Provided records Start Marker
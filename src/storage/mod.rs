//! Persistence gateway: Postgres-backed, transactional, idempotent.
//!
//! The ingestion side of the store is expressed as two capability traits:
//!
//! - [`IngestStore`] opens one serializable transaction per call, retries
//!   the whole work unit on serialization conflicts, and exposes the read
//!   accessors.
//! - [`IngestSession`] is the transaction-scoped handle a work unit writes
//!   through. It is passed explicitly — composition means handing the
//!   session to helpers, never opening a nested transaction.
//!
//! [`Store`] is the production implementation; tests substitute in-memory
//! doubles behind the same traits.

mod articles;
mod feeds;
mod retry;
mod store;
mod types;

use async_trait::async_trait;
use futures::future::BoxFuture;
use uuid::Uuid;

use crate::domain::{Article, ArticleFilters, Feed, FeedFilters};

pub use retry::{on_serialization_conflict, retry, RetryPolicy};
pub use store::Store;
pub use types::{ArticleRecord, FeedRecord, StoreError};

/// Transaction-scoped write handle.
///
/// Both upserts return the row's identity whether the insert or the
/// conflict path ran, so callers can wire foreign keys within the same
/// transaction.
#[async_trait]
pub trait IngestSession: Send {
    /// Insert-or-reuse keyed on `feed_link`.
    async fn upsert_feed(&mut self, feed: &Feed) -> Result<Uuid, StoreError>;

    /// Insert-or-reuse keyed on `guid`, owned by `feed_id`.
    async fn upsert_article(&mut self, article: &Article, feed_id: Uuid) -> Result<Uuid, StoreError>;
}

/// One transactional unit of ingestion work.
///
/// Invoked with a fresh session per attempt; the retry loop may call it
/// several times, so implementations own their inputs (clone an `Arc`
/// into the returned future) rather than borrowing per-attempt state.
pub type TxWork =
    dyn for<'s> Fn(&'s mut dyn IngestSession) -> BoxFuture<'s, Result<(), StoreError>> + Send + Sync;

/// Identity helper that pins a closure to the [`TxWork`] signature, which
/// type inference cannot reach on its own for higher-ranked closures.
pub fn tx_work<F>(work: F) -> F
where
    F: for<'s> Fn(&'s mut dyn IngestSession) -> BoxFuture<'s, Result<(), StoreError>> + Send + Sync,
{
    work
}

/// Store surface consumed by the ingestion service.
#[async_trait]
pub trait IngestStore: Send + Sync {
    /// Runs `work` inside one serializable transaction: commit on `Ok`,
    /// roll back on `Err`, retry the whole unit on serialization conflict
    /// per the store's [`RetryPolicy`].
    async fn run_in_transaction(&self, work: &TxWork) -> Result<(), StoreError>;

    /// Persisted feeds, newest first, optionally filtered.
    async fn select_feeds(&self, filters: &FeedFilters) -> Result<Vec<FeedRecord>, StoreError>;

    /// Persisted articles, newest first by publish then creation time.
    async fn select_articles(&self, filters: &ArticleFilters) -> Result<Vec<ArticleRecord>, StoreError>;
}
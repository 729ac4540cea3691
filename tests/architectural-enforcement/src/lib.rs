//! Architectural Enforcement Integration Tests
//!
//! This package contains integration tests that enforce architectural principles:
//! - No blocking I/O inside async production code
//! - Engine core stays free of CLI concerns (argument parsing, terminal output)
//!
//! These tests are designed to catch violations early in the development cycle.

#![allow(dead_code)]

pub fn placeholder() {
    // Placeholder to make this a valid library
}
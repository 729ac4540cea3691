//! Deckhand CLI - Webpage to Shareable Slide Presentation
//!
//! One-shot pipeline driver: scrapes a webpage into sections and, on
//! request, builds a remote presentation out of them and prints the
//! shareable link.
//!
//! # Usage
//!
//! ```bash
//! # Scrape only, print a content summary
//! deckhand https://en.wikipedia.org/wiki/Hello
//!
//! # Inspect the scraped sections as JSON
//! deckhand https://en.wikipedia.org/wiki/Hello --json
//!
//! # Scrape and build the remote presentation
//! deckhand https://en.wikipedia.org/wiki/Hello --create-presentation
//!
//! # With config file
//! deckhand --config ~/.config/deckhand/deckhand.toml --create-presentation
//!
//! # Verbose logging
//! RUST_LOG=debug deckhand --create-presentation
//! ```
//!
//! # Credentials
//!
//! Credentials come from the environment (a `.env` file is honored):
//! `FIRECRAWL_API_KEY` for scraping, plus `ALAI_EMAIL`, `ALAI_PASSWORD`, and
//! `ALAI_API_KEY` when `--create-presentation` is given. They are never read
//! from the config file.

use std::path::PathBuf;
use std::sync::Arc;

use anyhow::{Context, Result};
use clap::Parser;
use tracing::info;

use deckhand_core::scrape::ContentSource;
use deckhand_core::{
    load_config_from_path, ApiClient, CredentialStore, Credentials, FirecrawlSource,
    PresentationBackend, SlideOrchestrator,
};

/// Demo page used when no URL is given
const DEFAULT_URL: &str = "https://en.wikipedia.org/wiki/Hello";

/// Deckhand - Turn a webpage into a shareable slide presentation
#[derive(Parser, Debug)]
#[command(name = "deckhand")]
#[command(author, version, about, long_about = None)]
pub struct Args {
    /// URL of the webpage to present
    #[arg(value_name = "URL")]
    url: Option<String>,

    /// Build the remote presentation after scraping
    #[arg(long)]
    create_presentation: bool,

    /// Print the scraped page as pretty JSON
    #[arg(long)]
    json: bool,

    /// Configuration file path
    #[arg(short = 'c', long, env = "DECKHAND_CONFIG", value_name = "FILE")]
    config: Option<PathBuf>,

    /// Log level (trace, debug, info, warn, error)
    #[arg(short = 'l', long, env = "DECKHAND_LOG", default_value = "info")]
    log_level: String,
}

/// Initialize logging with the specified level
fn init_logging(level: &str) -> Result<()> {
    let filter = tracing_subscriber::EnvFilter::try_from_default_env().unwrap_or_else(|_| {
        tracing_subscriber::EnvFilter::new(format!("deckhand={level},deckhand_core={level}"))
    });

    tracing_subscriber::fmt()
        .with_env_filter(filter)
        .with_target(true)
        .init();

    Ok(())
}

#[tokio::main]
async fn main() -> Result<()> {
    dotenvy::dotenv().ok();

    let args = Args::parse();
    init_logging(&args.log_level)?;

    info!("Deckhand starting");
    info!("Version: {}", env!("CARGO_PKG_VERSION"));

    let config =
        load_config_from_path(args.config.clone()).context("Failed to load configuration")?;
    info!(source = %config.source(), "Configuration loaded");

    let url = args.url.clone().unwrap_or_else(|| {
        println!("No URL provided, using default: {DEFAULT_URL}");
        DEFAULT_URL.to_string()
    });

    println!("Scraping URL: {url}");
    let source = FirecrawlSource::from_env(config.scrape.clone())
        .context("Firecrawl credentials missing")?;
    let page = source
        .scrape(&url)
        .await
        .context("Failed to scrape webpage")?;

    println!(
        "Extracted: {} sections, {} images",
        page.sections.len(),
        page.image_count()
    );
    println!("Page title: {}", page.title);

    if args.json {
        println!("{}", serde_json::to_string_pretty(&page)?);
    }

    if !args.create_presentation {
        return Ok(());
    }

    let credentials = Credentials::from_env().context("Provider credentials missing")?;
    let store = Arc::new(CredentialStore::new(
        config.provider.auth_base.clone(),
        credentials,
    ));
    let backend = Arc::new(ApiClient::new(config, store));

    let presentation = backend
        .create_presentation(&page.title)
        .await
        .context("Failed to create presentation")?;
    println!("Created presentation with ID: {}", presentation.id);

    let orchestrator = SlideOrchestrator::new(Arc::clone(&backend));
    let first_slide = presentation.first_slide_id();
    let summary = orchestrator
        .run(&presentation.id, first_slide, page)
        .await
        .context("Presentation run failed")?;

    println!(
        "Committed {} slide(s), abandoned {} section(s)",
        summary.committed(),
        summary.abandoned()
    );
    if summary.abandoned() > 0 {
        println!("Abandoned: {}", summary.abandoned_sections.join(", "));
    }

    let link = backend
        .share_link(&presentation.id)
        .await
        .context("Failed to create share link")?;
    println!("\nPresentation created successfully!");
    println!("\nShareable link: {link}\n");

    Ok(())
}
//! TOML Configuration File Support
//!
//! This module provides centralized configuration loading for the engine,
//! supporting a TOML configuration file at `~/.config/deckhand/deckhand.toml`.
//!
//! # Configuration Priority
//!
//! Configuration values are loaded with the following priority (highest first):
//! 1. Environment variables (`DECKHAND_*`)
//! 2. TOML configuration file
//! 3. Default values
//!
//! Provider credentials (`ALAI_EMAIL`, `ALAI_PASSWORD`, `ALAI_API_KEY`,
//! `FIRECRAWL_API_KEY`) are deliberately *not* part of this file: secrets are
//! read from the environment only. See [`crate::auth`] and [`crate::scrape`].
//!
//! # XDG Base Directory Compliance
//!
//! The configuration file follows XDG Base Directory specification:
//! - `$XDG_CONFIG_HOME/deckhand/deckhand.toml` (typically `~/.config/deckhand/deckhand.toml`)
//!
//! # Example Configuration
//!
//! ```toml
//! [provider]
//! api_base = "https://alai-standalone-backend.getalai.com"
//! stream_base = "wss://alai-standalone-backend.getalai.com"
//! auth_base = "https://api.getalai.com"
//! origin = "https://app.getalai.com"
//! viewer_base = "https://app.getalai.com/view"
//!
//! [timeouts]
//! http_secs = 120
//! stream_secs = 120
//!
//! [scrape]
//! extract_base = "https://api.firecrawl.dev"
//! max_attempts = 5
//! poll_interval_secs = 2
//! ```

use std::path::PathBuf;
use std::time::Duration;

use serde::{Deserialize, Serialize};
use thiserror::Error;

// =============================================================================
// Error Types
// =============================================================================

/// Errors that can occur when loading configuration
#[derive(Debug, Error)]
pub enum ConfigError {
    /// Failed to read config file
    #[error("Failed to read config file at {path}: {source}")]
    ReadError {
        /// The path that was attempted
        path: PathBuf,
        /// The underlying IO error
        source: std::io::Error,
    },

    /// Failed to parse TOML
    #[error("Failed to parse TOML config: {0}")]
    ParseError(#[from] toml::de::Error),

    /// Invalid configuration value
    #[error("Invalid configuration: {0}")]
    ValidationError(String),
}

// =============================================================================
// Configuration Source Tracking
// =============================================================================

/// Tracks where a configuration value came from
#[derive(Clone, Copy, Debug, PartialEq, Eq, Serialize, Deserialize)]
pub enum ConfigSource {
    /// Value from environment variable
    Env,
    /// Value from TOML configuration file
    File,
    /// Default value
    Default,
}

impl std::fmt::Display for ConfigSource {
    fn fmt(&self, f: &mut std::fmt::Formatter<'_>) -> std::fmt::Result {
        match self {
            Self::Env => write!(f, "environment"),
            Self::File => write!(f, "config file"),
            Self::Default => write!(f, "default"),
        }
    }
}

// =============================================================================
// TOML Configuration Structures
// =============================================================================

/// Provider section of the TOML configuration
#[derive(Clone, Debug, Default, Serialize, Deserialize)]
#[serde(default)]
pub struct ProviderToml {
    /// HTTPS base URL for the presentation REST API
    pub api_base: Option<String>,

    /// WSS base URL for the variant generation stream
    pub stream_base: Option<String>,

    /// HTTPS base URL for the token endpoint
    pub auth_base: Option<String>,

    /// Origin header value required by the provider
    pub origin: Option<String>,

    /// Base URL for shareable viewer links
    pub viewer_base: Option<String>,
}

/// Timeouts section of the TOML configuration
#[derive(Clone, Debug, Default, Serialize, Deserialize)]
#[serde(default)]
pub struct TimeoutsToml {
    /// REST request timeout in seconds
    pub http_secs: Option<u64>,

    /// Generation stream drain timeout in seconds
    pub stream_secs: Option<u64>,
}

/// Scrape section of the TOML configuration
#[derive(Clone, Debug, Default, Serialize, Deserialize)]
#[serde(default)]
pub struct ScrapeToml {
    /// HTTPS base URL for the extraction service
    pub extract_base: Option<String>,

    /// Maximum extraction attempts before giving up
    pub max_attempts: Option<u32>,

    /// Interval between extraction job polls in seconds
    pub poll_interval_secs: Option<u64>,
}

/// Top-level TOML configuration structure
#[derive(Clone, Debug, Default, Serialize, Deserialize)]
#[serde(default)]
pub struct DeckhandToml {
    /// Provider endpoint configuration section
    pub provider: ProviderToml,

    /// Timeout configuration section
    pub timeouts: TimeoutsToml,

    /// Scrape configuration section
    pub scrape: ScrapeToml,
}

// =============================================================================
// Main Configuration Struct
// =============================================================================

/// Remote presentation provider endpoints
#[derive(Clone, Debug)]
pub struct ProviderEndpoints {
    /// HTTPS base URL for the presentation REST API
    pub api_base: String,

    /// WSS base URL for the variant generation stream
    pub stream_base: String,

    /// HTTPS base URL for the token endpoint
    pub auth_base: String,

    /// Origin header value required by the provider
    pub origin: String,

    /// Base URL for shareable viewer links
    pub viewer_base: String,
}

impl Default for ProviderEndpoints {
    fn default() -> Self {
        Self {
            api_base: "https://alai-standalone-backend.getalai.com".to_string(),
            stream_base: "wss://alai-standalone-backend.getalai.com".to_string(),
            auth_base: "https://api.getalai.com".to_string(),
            origin: "https://app.getalai.com".to_string(),
            viewer_base: "https://app.getalai.com/view".to_string(),
        }
    }
}

/// Webpage extraction settings
#[derive(Clone, Debug)]
pub struct ScrapeConfig {
    /// HTTPS base URL for the extraction service
    pub extract_base: String,

    /// Maximum extraction attempts before giving up
    pub max_attempts: u32,

    /// Interval between extraction job polls
    pub poll_interval: Duration,
}

impl Default for ScrapeConfig {
    fn default() -> Self {
        Self {
            extract_base: "https://api.firecrawl.dev".to_string(),
            max_attempts: 5,
            poll_interval: Duration::from_secs(2),
        }
    }
}

/// Centralized configuration for the engine
///
/// This struct consolidates all configuration from multiple sources and tracks
/// where values came from. Use [`load_config`] to load configuration with
/// proper priority handling.
#[derive(Clone, Debug)]
pub struct EngineConfig {
    /// Remote presentation provider endpoints
    pub provider: ProviderEndpoints,

    /// REST request timeout
    pub http_timeout: Duration,

    /// Generation stream drain timeout
    ///
    /// Bounds a hung remote stream; a single slide attempt never waits longer
    /// than this for the server to finish streaming variants.
    pub stream_timeout: Duration,

    /// Webpage extraction settings
    pub scrape: ScrapeConfig,

    /// Path to the config file that was loaded (if any)
    pub config_file_path: Option<PathBuf>,

    /// Source of configuration values
    source: ConfigSource,
}

impl Default for EngineConfig {
    fn default() -> Self {
        Self {
            provider: ProviderEndpoints::default(),
            http_timeout: Duration::from_secs(120),
            stream_timeout: Duration::from_secs(120),
            scrape: ScrapeConfig::default(),
            config_file_path: None,
            source: ConfigSource::Default,
        }
    }
}

impl EngineConfig {
    /// Create a new configuration with default values
    #[must_use]
    pub fn new() -> Self {
        Self::default()
    }

    /// Get the primary source of this configuration
    #[must_use]
    pub fn source(&self) -> ConfigSource {
        self.source
    }

    /// Set the configuration source
    pub fn set_source(&mut self, source: ConfigSource) {
        self.source = source;
    }
}

// =============================================================================
// Configuration Loading
// =============================================================================

/// Get the default configuration file path
///
/// Returns `$XDG_CONFIG_HOME/deckhand/deckhand.toml` or
/// `~/.config/deckhand/deckhand.toml` if `XDG_CONFIG_HOME` is not set.
#[must_use]
pub fn default_config_path() -> Option<PathBuf> {
    dirs::config_dir().map(|p| p.join("deckhand").join("deckhand.toml"))
}

/// Load configuration from all sources with proper priority
///
/// Priority order (highest first):
/// 1. Environment variables
/// 2. TOML configuration file
/// 3. Default values
///
/// # Errors
///
/// Returns an error if the config file exists but cannot be parsed, or if a
/// resolved value is invalid. A missing config file is not an error (defaults
/// are used).
pub fn load_config() -> Result<EngineConfig, ConfigError> {
    load_config_from_path(default_config_path())
}

/// Load configuration from a specific path
///
/// # Arguments
///
/// * `path` - Optional path to the configuration file. If `None`, only defaults
///   and environment variables are used.
///
/// # Errors
///
/// Returns an error if the specified config file cannot be read or parsed, or
/// if a resolved value is invalid.
pub fn load_config_from_path(path: Option<PathBuf>) -> Result<EngineConfig, ConfigError> {
    // Start with defaults
    let mut config = EngineConfig::default();

    // Try to load from file
    if let Some(ref config_path) = path {
        if config_path.exists() {
            let toml_content =
                std::fs::read_to_string(config_path).map_err(|e| ConfigError::ReadError {
                    path: config_path.clone(),
                    source: e,
                })?;

            let toml_config: DeckhandToml = toml::from_str(&toml_content)?;
            apply_toml_config(&mut config, &toml_config);
            config.config_file_path = Some(config_path.clone());
            config.source = ConfigSource::File;

            tracing::info!(
                path = %config_path.display(),
                "Loaded configuration from file"
            );
        } else {
            tracing::debug!(
                path = %config_path.display(),
                "Config file not found, using defaults"
            );
        }
    }

    // Apply environment variables (overrides file values)
    apply_env_config(&mut config);

    validate_config(&config)?;

    Ok(config)
}

/// Validate resolved configuration values
fn validate_config(config: &EngineConfig) -> Result<(), ConfigError> {
    if config.http_timeout.is_zero() {
        return Err(ConfigError::ValidationError(
            "http timeout must be nonzero".to_string(),
        ));
    }
    // A zero stream timeout would reintroduce the unbounded hang on a stalled
    // generation stream.
    if config.stream_timeout.is_zero() {
        return Err(ConfigError::ValidationError(
            "stream timeout must be nonzero".to_string(),
        ));
    }
    if config.scrape.max_attempts == 0 {
        return Err(ConfigError::ValidationError(
            "scrape max_attempts must be nonzero".to_string(),
        ));
    }
    Ok(())
}

/// Apply TOML configuration values to the config struct
fn apply_toml_config(config: &mut EngineConfig, toml: &DeckhandToml) {
    // Provider settings
    if let Some(ref base) = toml.provider.api_base {
        config.provider.api_base = base.clone();
    }
    if let Some(ref base) = toml.provider.stream_base {
        config.provider.stream_base = base.clone();
    }
    if let Some(ref base) = toml.provider.auth_base {
        config.provider.auth_base = base.clone();
    }
    if let Some(ref origin) = toml.provider.origin {
        config.provider.origin = origin.clone();
    }
    if let Some(ref base) = toml.provider.viewer_base {
        config.provider.viewer_base = base.clone();
    }

    // Timeout settings
    if let Some(secs) = toml.timeouts.http_secs {
        config.http_timeout = Duration::from_secs(secs);
    }
    if let Some(secs) = toml.timeouts.stream_secs {
        config.stream_timeout = Duration::from_secs(secs);
    }

    // Scrape settings
    if let Some(ref base) = toml.scrape.extract_base {
        config.scrape.extract_base = base.clone();
    }
    if let Some(attempts) = toml.scrape.max_attempts {
        config.scrape.max_attempts = attempts;
    }
    if let Some(secs) = toml.scrape.poll_interval_secs {
        config.scrape.poll_interval = Duration::from_secs(secs);
    }
}

/// Apply environment variable overrides to the config
fn apply_env_config(config: &mut EngineConfig) {
    if let Ok(base) = std::env::var("DECKHAND_API_BASE") {
        config.provider.api_base = base;
        config.source = ConfigSource::Env;
    }
    if let Ok(base) = std::env::var("DECKHAND_STREAM_BASE") {
        config.provider.stream_base = base;
        config.source = ConfigSource::Env;
    }
    if let Ok(base) = std::env::var("DECKHAND_AUTH_BASE") {
        config.provider.auth_base = base;
        config.source = ConfigSource::Env;
    }
    if let Ok(origin) = std::env::var("DECKHAND_ORIGIN") {
        config.provider.origin = origin;
        config.source = ConfigSource::Env;
    }
    if let Ok(base) = std::env::var("DECKHAND_VIEWER_BASE") {
        config.provider.viewer_base = base;
        config.source = ConfigSource::Env;
    }

    if let Ok(secs) = std::env::var("DECKHAND_HTTP_TIMEOUT_SECS") {
        if let Ok(s) = secs.parse::<u64>() {
            config.http_timeout = Duration::from_secs(s);
            config.source = ConfigSource::Env;
        }
    }
    if let Ok(secs) = std::env::var("DECKHAND_STREAM_TIMEOUT_SECS") {
        if let Ok(s) = secs.parse::<u64>() {
            config.stream_timeout = Duration::from_secs(s);
            config.source = ConfigSource::Env;
        }
    }

    if let Ok(base) = std::env::var("DECKHAND_EXTRACT_BASE") {
        config.scrape.extract_base = base;
        config.source = ConfigSource::Env;
    }
    if let Ok(attempts) = std::env::var("DECKHAND_SCRAPE_MAX_ATTEMPTS") {
        if let Ok(n) = attempts.parse::<u32>() {
            config.scrape.max_attempts = n;
            config.source = ConfigSource::Env;
        }
    }
    if let Ok(secs) = std::env::var("DECKHAND_SCRAPE_POLL_SECS") {
        if let Ok(s) = secs.parse::<u64>() {
            config.scrape.poll_interval = Duration::from_secs(s);
            config.source = ConfigSource::Env;
        }
    }
}

// =============================================================================
// Tests
// =============================================================================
Provided records End Marker
Directions for this task: Search the entries above for the word "nonzero" and copy each line where it appears.

Response box:
            "http timeout must be nonzero".to_string(),
            "stream timeout must be nonzero".to_string(),
            "scrape max_attempts must be nonzero".to_string(),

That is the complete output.